You connected the line to the air cleaner - then plugged it? Why? Make sure it's not leaking. Better yet, plug it somewhere else, not at the air cleaner.

That line is supposed to provide oxygen to the cat so it can burn the unburned fuel. The cat may be plugged by now - coked up - but don't worry about that yet!

First - get the initial timing set - set it to 8 degrees.
Then make sure the distributor vacuum is coming from PORTED vacuum, not manifold. Find the PORTED vacuum source - connect it direct - no solenoids or other switches.
PORTED has very little or no vacuum at idle, then slowly increases as the R's are increased. MANIFOLD vacuum is strong at idle - that's the wrong one.

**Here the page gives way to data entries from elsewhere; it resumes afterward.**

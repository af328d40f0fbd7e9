use log::{debug, warn};

use crate::models::ProviderProfile;
use crate::oauth::OAuthError;

/// Fetches profile claims from the provider's userinfo endpoint
pub struct UserInfoClient {
    http: reqwest::Client,
    userinfo_endpoint: String,
}

impl UserInfoClient {
    #[must_use]
    pub fn new(http: reqwest::Client, userinfo_endpoint: String) -> Self {
        Self {
            http,
            userinfo_endpoint,
        }
    }

    /// Fetch the profile with a bearer access token
    ///
    /// # Errors
    ///
    /// Returns an error on transport failure, a non-success status, or a body
    /// that is not a profile with a subject
    pub async fn fetch(&self, access_token: &str) -> Result<ProviderProfile, OAuthError> {
        let response = self
            .http
            .get(&self.userinfo_endpoint)
            .bearer_auth(access_token)
            .header(reqwest::header::ACCEPT, "application/json")
            .send()
            .await
            .map_err(|e| OAuthError::from_reqwest("profile fetch", &e))?;

        let status = response.status();
        if !status.is_success() {
            warn!("Profile fetch failed: HTTP {status}");
            return Err(OAuthError::Status {
                status: status.as_u16(),
                context: "profile fetch".to_string(),
            });
        }

        let profile: ProviderProfile = response.json().await.map_err(|e| {
            OAuthError::InvalidResponse(format!("Failed to parse profile response: {e}"))
        })?;
        if profile.subject.is_empty() {
            return Err(OAuthError::InvalidResponse(
                "profile response has an empty sub".to_string(),
            ));
        }

        debug!(
            "Profile fetched: email={}, email_verified={}, phone={}",
            if profile.email.is_some() { "present" } else { "missing" },
            profile.email_verified,
            if profile.phone_number.is_some() { "present" } else { "missing" },
        );
        Ok(profile)
    }
}
use actix_web::cookie::{time::Duration, Cookie, SameSite};
use actix_web::HttpRequest;

use crate::settings::CookieSettings;

/// Builds the session cookie: HTTP-only, `SameSite=Lax`, path `/`, expiry
/// aligned with the session token.
#[derive(Clone)]
pub struct SessionCookieFactory {
    name: String,
    secure: bool,
    max_age: Duration,
}

impl SessionCookieFactory {
    #[must_use]
    pub fn new(settings: &CookieSettings, session_lifetime: chrono::Duration) -> Self {
        Self {
            name: settings.name.clone(),
            secure: settings.secure,
            max_age: Duration::seconds(session_lifetime.num_seconds()),
        }
    }

    #[must_use]
    pub fn name(&self) -> &str {
        &self.name
    }

    /// Cookie carrying a freshly issued session token
    #[must_use]
    pub fn session_cookie(&self, token: &str) -> Cookie<'static> {
        Cookie::build(self.name.clone(), token.to_owned())
            .http_only(true)
            .secure(self.secure)
            .same_site(SameSite::Lax)
            .path("/")
            .max_age(self.max_age)
            .finish()
    }

    /// Cookie that clears the session in the browser
    #[must_use]
    pub fn expired_cookie(&self) -> Cookie<'static> {
        Cookie::build(self.name.clone(), "")
            .http_only(true)
            .secure(self.secure)
            .same_site(SameSite::Lax)
            .path("/")
            .max_age(Duration::ZERO)
            .expires(actix_web::cookie::time::OffsetDateTime::UNIX_EPOCH)
            .finish()
    }

    /// The session token from a request, if the cookie is present and non-empty
    #[must_use]
    pub fn token_from_request(&self, req: &HttpRequest) -> Option<String> {
        req.cookie(&self.name)
            .map(|cookie| cookie.value().to_string())
            .filter(|value| !value.is_empty())
    }
}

See how it runs now - bet it's better,

Next - do a search here for "propane trick" - read it ALL! Make the device, use it to make sure there are no vacuum leaks - manifold, carb base, brake booster - pinch off the auto trans vacuum line too.
Fix any leaks.
Now test it for mixture - per instructions. Set the idle mixture screws.

Now you have a starting point.

Until you've got the basics set correctly, using prayer beads, praying to the east, using the wailing wall, killing a sheep at midnight, doing nutter butter bypass, swaping to FI, etc will NOT help at this point in time.

Once you have all that in order, let us know how it's doing.
Meanwhile - check your local smog laws - best way - go to a local smog station and ask them what the requirements are - leave the Jeep at home till you know what you'll need to do (avoids complications,) just describe it to them. Many of those guys will bend over backwards to help you.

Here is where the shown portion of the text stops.